**Your objective**
Using the records that follow, copy every line containing the word "MemorySaveStore".

**Dataset records**

------

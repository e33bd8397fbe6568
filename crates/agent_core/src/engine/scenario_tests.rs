//! Whole-engine behaviour: new game, transfers, training, contracts, the
//! season wrap and persistence, driven through [`Engine`].

use super::*;
use crate::models::{MatchEvent, FREE_AGENT};
use crate::player::PositionWeights;
use crate::save::{self, MemorySaveStore};

fn engine(seed: u64) -> Engine {
    Engine::with_seed(EngineConfig::testing(), seed)
}

fn new_game(seed: u64) -> (Engine, WorldState) {
    let mut engine = engine(seed);
    let world = engine.initialize_new_game("Test", Difficulty::Normal);
    (engine, world)
}

/// A club with players on its books and some other club to buy from it
fn two_clubs(world: &WorldState) -> (String, String) {
    let seller = world.players.iter().find(|p| world.club(&p.club).is_some()).map(|p| p.club.clone()).unwrap();
    let buyer = world.clubs.iter().find(|c| c.name != seller).map(|c| c.name.clone()).unwrap();
    (seller, buyer)
}

#[test]
fn new_game_starts_agent_with_two_clients() {
    let (_, world) = new_game(1);

    assert_eq!(world.agent.balance, 100_000.0);
    assert_eq!(world.agent.clients.len(), 2);
    assert_eq!((world.week, world.season), (1, 1));
    assert!(world.transfer_window);
    // welcome plus one per starting client
    assert_eq!(world.notifications.len(), 3);
    for &id in &world.agent.clients {
        assert_eq!(world.player(id).unwrap().agent.as_deref(), Some("Test"));
    }
}

#[test]
fn transfer_over_budget_changes_nothing() {
    let (mut engine, mut world) = new_game(2);
    let (seller, buyer) = two_clubs(&world);
    world.club_mut(&buyer).unwrap().budget = 10_000_000.0;
    let seller_budget = world.club(&seller).unwrap().budget;
    let player = world.players_of(&seller).next().unwrap().id;

    let outcome = engine.transfer_player(&mut world, player, &buyer, 15_000_000.0);

    assert!(!outcome.success);
    assert_eq!(world.club(&buyer).unwrap().budget, 10_000_000.0);
    assert_eq!(world.club(&seller).unwrap().budget, seller_budget);
    assert_eq!(world.player(player).unwrap().club, seller);
}

#[test]
fn closed_window_rejects_transfer_untouched() {
    let (mut engine, mut world) = new_game(3);
    world.transfer_window = false;
    let (seller, buyer) = two_clubs(&world);
    let player = world.players_of(&seller).next().unwrap().id;
    let before = world.clone();

    let outcome = engine.transfer_player(&mut world, player, &buyer, 1_000.0);

    assert!(!outcome.success);
    assert!(outcome.message.contains("Transfer window is closed"));
    assert_eq!(world, before);
}

#[test]
fn expiring_weak_player_becomes_free_agent() {
    let (mut engine, mut world) = new_game(4);
    for p in &mut world.players {
        p.contract.years_remaining = 5;
    }
    let idx = world.players.iter().position(|p| p.overall <= 70 && world.club(&p.club).is_some()).unwrap();
    world.players[idx].contract.years_remaining = 1;
    let id = world.players[idx].id;

    engine.simulate_week(&mut world).unwrap();

    let player = world.player(id).unwrap();
    assert_eq!(player.club, FREE_AGENT);
    assert_eq!(player.contract.years_remaining, 0);
}

#[test]
fn training_raises_attribute_and_charges_agent() {
    let (mut engine, mut world) = new_game(5);
    let id = world.agent.clients[0];
    world.player_mut(id).unwrap().attributes.set(Attribute::Passing, 95);

    let outcome = engine.train_player(&mut world, id, Attribute::Passing, TrainingIntensity::Normal);

    assert!(outcome.success);
    assert_eq!(world.player(id).unwrap().attributes.passing, 97);
    assert_eq!(world.agent.balance, 90_000.0);
}

#[test]
fn transfer_conserves_budgets() {
    let (mut engine, mut world) = new_game(6);
    let (seller, buyer) = two_clubs(&world);
    world.club_mut(&buyer).unwrap().budget = 50_000_000.0;
    let before: Vec<f64> = world.clubs.iter().map(|c| c.budget).collect();
    let player = world.players_of(&seller).next().unwrap().id;

    let outcome = engine.transfer_player(&mut world, player, &buyer, 2_000_000.0);
    assert!(outcome.success, "{}", outcome.message);

    for (club, old) in world.clubs.iter().zip(before) {
        let expected = if club.name == buyer {
            old - 2_000_000.0
        } else if club.name == seller {
            old + 0.95 * 2_000_000.0
        } else {
            old
        };
        assert!((club.budget - expected).abs() < 1e-6, "{}", club.name);
    }
}

#[test]
fn recruit_twice_keeps_one_entry() {
    let (mut engine, mut world) = new_game(7);
    let id = world.agent.clients[1];
    engine.recruit_player(&mut world, id);
    engine.recruit_player(&mut world, id);
    assert_eq!(world.agent.clients.iter().filter(|&&c| c == id).count(), 1);
}

#[test]
fn week_wrap_runs_one_season_close() {
    let (mut engine, mut world) = new_game(8);
    world.week = engine.config().season.weeks_per_season;
    let ages: Vec<u8> = world.players.iter().map(|p| p.age).collect();

    let summary = engine.simulate_week(&mut world).unwrap();

    assert_eq!((summary.week, summary.season), (1, 2));
    assert_eq!(world.award_history.len(), 1);
    for (player, age) in world.players.iter().zip(ages) {
        assert_eq!(player.age, age + 1);
    }
    // the new season's tables only hold this week's results
    assert!(world.leagues.values().flatten().all(|row| row.played <= 1));
}

#[test]
fn invariants_hold_over_many_weeks() {
    let (mut engine, mut world) = new_game(9);
    for _ in 0..10 {
        let injured: Vec<PlayerId> =
            world.players.iter().filter(|p| p.injury > 0 || p.suspension > 0).map(|p| p.id).collect();

        let summary = engine.simulate_week(&mut world).unwrap();

        for fixture in &summary.fixtures {
            let result = fixture.result.as_ref().unwrap();
            for event in &result.events {
                if matches!(event, MatchEvent::Injury { .. }) {
                    continue;
                }
                for player in event.involved_players() {
                    assert!(!injured.contains(&player.id), "unavailable player {} took part", player.name);
                }
            }
        }
        assert!(world.leagues.values().flatten().all(|row| row.points == 3 * row.wins + row.draws));
    }
    for player in &world.players {
        let expected = PositionWeights::get_for_position(player.position).overall(&player.attributes);
        assert_eq!(player.overall, expected, "{}", player.name);
    }
}

#[test]
fn failed_week_leaves_world_untouched() {
    let (mut engine, mut world) = new_game(10);
    world.leagues.clear();
    let before = world.clone();

    assert!(engine.simulate_week(&mut world).is_err());
    assert_eq!(world, before);
}

#[test]
fn same_seed_same_career() {
    let (mut a, mut world_a) = new_game(11);
    let (mut b, mut world_b) = new_game(11);
    for _ in 0..3 {
        let sa = a.simulate_week(&mut world_a).unwrap();
        let sb = b.simulate_week(&mut world_b).unwrap();
        assert_eq!(sa.fixtures, sb.fixtures);
    }
    assert_eq!(world_a.leagues, world_b.leagues);
    assert_eq!(world_a.agent, world_b.agent);
}

#[test]
fn persistence_roundtrip_after_play() {
    let mut engine = engine(12).with_store(Box::new(MemorySaveStore::new()));
    assert!(engine.load_game().is_none());

    let mut world = engine.initialize_new_game("Test", Difficulty::Normal);
    assert_eq!(engine.load_game().as_ref(), Some(&world));

    let (seller, buyer) = two_clubs(&world);
    world.club_mut(&buyer).unwrap().budget = 90_000_000.0;
    let player = world.players_of(&seller).next().unwrap().id;
    engine.transfer_player(&mut world, player, &buyer, 5_000_000.0);
    for _ in 0..3 {
        engine.simulate_week(&mut world).unwrap();
    }

    // autosave kept the store in step
    assert_eq!(engine.load_game().as_ref(), Some(&world));

    let json = save::world_to_json(&world).unwrap();
    assert_eq!(save::world_from_json(&json).unwrap(), world);
}

#[test]
fn autosave_off_skips_store() {
    let mut engine = engine(13).with_store(Box::new(MemorySaveStore::new()));
    let mut world = engine.initialize_new_game("Test", Difficulty::Easy);
    world.settings.auto_save = false;
    let stored = engine.load_game().unwrap();

    engine.simulate_week(&mut world).unwrap();
    assert_eq!(engine.load_game().unwrap(), stored);

    assert!(engine.save_game(&world));
    assert_eq!(engine.load_game().unwrap(), world);
}

#[test]
fn mark_notification_read() {
    let (mut engine, mut world) = new_game(14);
    let id = world.notifications.last().unwrap().id;
    assert!(engine.mark_notification_read(&mut world, id));
    assert!(!engine.mark_notification_read(&mut world, 9_999));
    assert_eq!(world.notifications.unread_count(), 2);

    engine.mark_all_notifications_read(&mut world);
    assert_eq!(world.notifications.unread_count(), 0);
}
use super::nation::Nationality;
use crate::player::position_weights::PositionWeights;
use crate::player::valuation;
use serde::{Deserialize, Serialize};
use std::fmt;
use std::str::FromStr;

pub type PlayerId = u32;

/// Club value of a player without a contract
pub const FREE_AGENT: &str = "Free Agent";

#[derive(Debug, Clone, Copy, Serialize, Deserialize, PartialEq, Eq, Hash, PartialOrd, Ord)]
pub enum Position {
    Goalkeeper,
    Defender,
    Midfielder,
    Forward,
}

impl Position {
    pub const ALL: [Position; 4] =
        [Position::Goalkeeper, Position::Defender, Position::Midfielder, Position::Forward];

    pub fn index(&self) -> usize {
        match self {
            Position::Goalkeeper => 0,
            Position::Defender => 1,
            Position::Midfielder => 2,
            Position::Forward => 3,
        }
    }

    pub fn short_code(&self) -> &'static str {
        match self {
            Position::Goalkeeper => "GK",
            Position::Defender => "DF",
            Position::Midfielder => "MF",
            Position::Forward => "FW",
        }
    }

    pub fn is_goalkeeper(&self) -> bool {
        matches!(self, Position::Goalkeeper)
    }

    pub fn is_defender(&self) -> bool {
        matches!(self, Position::Defender)
    }
}

impl fmt::Display for Position {
    fn fmt(&self, f: &mut fmt::Formatter) -> fmt::Result {
        f.write_str(self.short_code())
    }
}

/// The ten trainable player attributes
#[derive(Debug, Clone, Copy, Serialize, Deserialize, PartialEq, Eq, Hash, PartialOrd, Ord)]
#[serde(rename_all = "snake_case")]
pub enum Attribute {
    Finishing,
    Passing,
    Dribbling,
    Defending,
    Speed,
    Physical,
    Technique,
    Goalkeeping,
    Decision,
    Composure,
}

impl Attribute {
    pub const ALL: [Attribute; 10] = [
        Attribute::Finishing,
        Attribute::Passing,
        Attribute::Dribbling,
        Attribute::Defending,
        Attribute::Speed,
        Attribute::Physical,
        Attribute::Technique,
        Attribute::Goalkeeping,
        Attribute::Decision,
        Attribute::Composure,
    ];

    pub fn name(&self) -> &'static str {
        match self {
            Attribute::Finishing => "finishing",
            Attribute::Passing => "passing",
            Attribute::Dribbling => "dribbling",
            Attribute::Defending => "defending",
            Attribute::Speed => "speed",
            Attribute::Physical => "physical",
            Attribute::Technique => "technique",
            Attribute::Goalkeeping => "goalkeeping",
            Attribute::Decision => "decision",
            Attribute::Composure => "composure",
        }
    }
}

impl fmt::Display for Attribute {
    fn fmt(&self, f: &mut fmt::Formatter) -> fmt::Result {
        f.write_str(self.name())
    }
}

impl FromStr for Attribute {
    type Err = String;

    fn from_str(s: &str) -> Result<Self, Self::Err> {
        let wanted = s.trim().to_ascii_lowercase();
        Attribute::ALL
            .iter()
            .copied()
            .find(|attr| attr.name() == wanted)
            .ok_or_else(|| format!("Unknown attribute: {}", s))
    }
}

/// Attribute block, each value in `1..=99`
#[derive(Debug, Clone, Copy, Serialize, Deserialize, PartialEq, Eq, Default)]
pub struct PlayerAttributes {
    pub finishing: u8,
    pub passing: u8,
    pub dribbling: u8,
    pub defending: u8,
    pub speed: u8,
    pub physical: u8,
    pub technique: u8,
    pub goalkeeping: u8,
    pub decision: u8,
    pub composure: u8,
}

impl PlayerAttributes {
    pub fn uniform(value: u8) -> Self {
        let mut attrs = Self::default();
        for attr in Attribute::ALL {
            attrs.set(attr, value);
        }
        attrs
    }

    pub fn get(&self, attr: Attribute) -> u8 {
        match attr {
            Attribute::Finishing => self.finishing,
            Attribute::Passing => self.passing,
            Attribute::Dribbling => self.dribbling,
            Attribute::Defending => self.defending,
            Attribute::Speed => self.speed,
            Attribute::Physical => self.physical,
            Attribute::Technique => self.technique,
            Attribute::Goalkeeping => self.goalkeeping,
            Attribute::Decision => self.decision,
            Attribute::Composure => self.composure,
        }
    }

    /// Set an attribute, clamped into `1..=99`
    pub fn set(&mut self, attr: Attribute, value: u8) {
        let value = value.clamp(1, 99);
        match attr {
            Attribute::Finishing => self.finishing = value,
            Attribute::Passing => self.passing = value,
            Attribute::Dribbling => self.dribbling = value,
            Attribute::Defending => self.defending = value,
            Attribute::Speed => self.speed = value,
            Attribute::Physical => self.physical = value,
            Attribute::Technique => self.technique = value,
            Attribute::Goalkeeping => self.goalkeeping = value,
            Attribute::Decision => self.decision = value,
            Attribute::Composure => self.composure = value,
        }
    }

    /// Add a signed delta, clamped into `1..=99`
    pub fn adjust(&mut self, attr: Attribute, delta: i32) {
        let next = (self.get(attr) as i32 + delta).clamp(1, 99);
        self.set(attr, next as u8);
    }
}

#[derive(Debug, Clone, Copy, Serialize, Deserialize, PartialEq, Eq, Hash)]
pub enum Personality {
    Ambitious,
    Professional,
    Charismatic,
    Controversial,
    Disciplined,
    Leader,
    Introvert,
    Extrovert,
}

impl Personality {
    pub const ALL: [Personality; 8] = [
        Personality::Ambitious,
        Personality::Professional,
        Personality::Charismatic,
        Personality::Controversial,
        Personality::Disciplined,
        Personality::Leader,
        Personality::Introvert,
        Personality::Extrovert,
    ];
}

#[derive(Debug, Clone, Copy, Serialize, Deserialize, PartialEq, Eq, Hash)]
pub enum PlayStyle {
    Possession,
    CounterAttack,
    HighPress,
    Defensive,
    Balanced,
}

impl PlayStyle {
    pub const ALL: [PlayStyle; 5] = [
        PlayStyle::Possession,
        PlayStyle::CounterAttack,
        PlayStyle::HighPress,
        PlayStyle::Defensive,
        PlayStyle::Balanced,
    ];
}

#[derive(Debug, Clone, Copy, Serialize, Deserialize, PartialEq)]
pub struct Contract {
    pub years_remaining: u8,
    pub release_clause: f64,
}

/// Per-season counters, cleared at the season wrap
#[derive(Debug, Clone, Serialize, Deserialize, PartialEq, Default)]
pub struct SeasonStats {
    pub goals: u32,
    pub assists: u32,
    pub clean_sheets: u32,
    pub matches_played: u32,
    pub yellow_cards: u32,
    pub red_cards: u32,
    /// Match ratings (1-10) in the order they were played
    pub performances: Vec<f64>,
    pub average_performance: f64,
}

impl SeasonStats {
    /// Record a match rating; the average has no decay, every match weighs the same.
    pub fn record_performance(&mut self, rating: f64) {
        self.matches_played += 1;
        self.performances.push(rating);
        self.average_performance =
            self.performances.iter().sum::<f64>() / self.performances.len() as f64;
    }

    pub fn reset(&mut self) {
        *self = Self::default();
    }
}

/// Compact player reference carried by match events
#[derive(Debug, Clone, Serialize, Deserialize, PartialEq)]
pub struct PlayerRef {
    pub id: PlayerId,
    pub name: String,
    pub position: Position,
}

#[derive(Debug, Clone, Serialize, Deserialize, PartialEq)]
pub struct Player {
    pub id: PlayerId,
    pub name: String,
    pub nationality: Nationality,
    pub position: Position,
    pub age: u8,
    pub attributes: PlayerAttributes,

    /// Derived from `attributes` via the position weight table
    pub overall: u8,
    /// Visible soft ceiling
    pub potential: u8,
    /// Internal ceiling the overall grows toward
    pub hidden_potential: u8,

    pub value: f64,
    /// Annual salary
    pub salary: f64,
    pub contract: Contract,

    /// Club name or [`FREE_AGENT`]
    pub club: String,
    pub agent: Option<String>,

    pub personality: Personality,
    pub play_style: PlayStyle,
    pub popularity: u8,
    pub loyalty: u8,
    /// Respect toward agents (starts at 50)
    pub respect: u8,
    pub rival_clubs: Vec<String>,
    pub dream_club: String,
    pub origin_club: String,

    pub season: SeasonStats,

    /// Weeks of injury remaining
    pub injury: u8,
    /// Matches of suspension remaining
    pub suspension: u8,
    pub morale: u8,
    pub form: u8,

    pub development_plan: Option<Attribute>,
}

impl Player {
    /// Injured or suspended players never take part in a match
    pub fn is_available(&self) -> bool {
        self.injury == 0 && self.suspension == 0
    }

    pub fn is_free_agent(&self) -> bool {
        self.club == FREE_AGENT
    }

    pub fn is_represented_by(&self, agent_name: &str) -> bool {
        self.agent.as_deref() == Some(agent_name)
    }

    pub fn weekly_salary(&self) -> f64 {
        self.salary / 52.0
    }

    /// Recompute `overall` from the current attributes
    pub fn recalculate_overall(&mut self) {
        self.overall = PositionWeights::get_for_position(self.position).overall(&self.attributes);
    }

    /// Recompute `value` and the base salary from overall, age and potential gap
    pub fn refresh_market_value(&mut self) {
        self.value = valuation::market_value(self.overall, self.age, self.potential, self.position);
        self.salary = valuation::base_salary(self.value);
    }

    /// Overall and valuation in one step, after any attribute change
    pub fn recalculate_all(&mut self) {
        self.recalculate_overall();
        self.refresh_market_value();
    }

    pub fn to_ref(&self) -> PlayerRef {
        PlayerRef { id: self.id, name: self.name.clone(), position: self.position }
    }
}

------

**Exercise response**
use crate::save::{self, MemorySaveStore};
    let mut engine = engine(12).with_store(Box::new(MemorySaveStore::new()));
    let mut engine = engine(13).with_store(Box::new(MemorySaveStore::new()));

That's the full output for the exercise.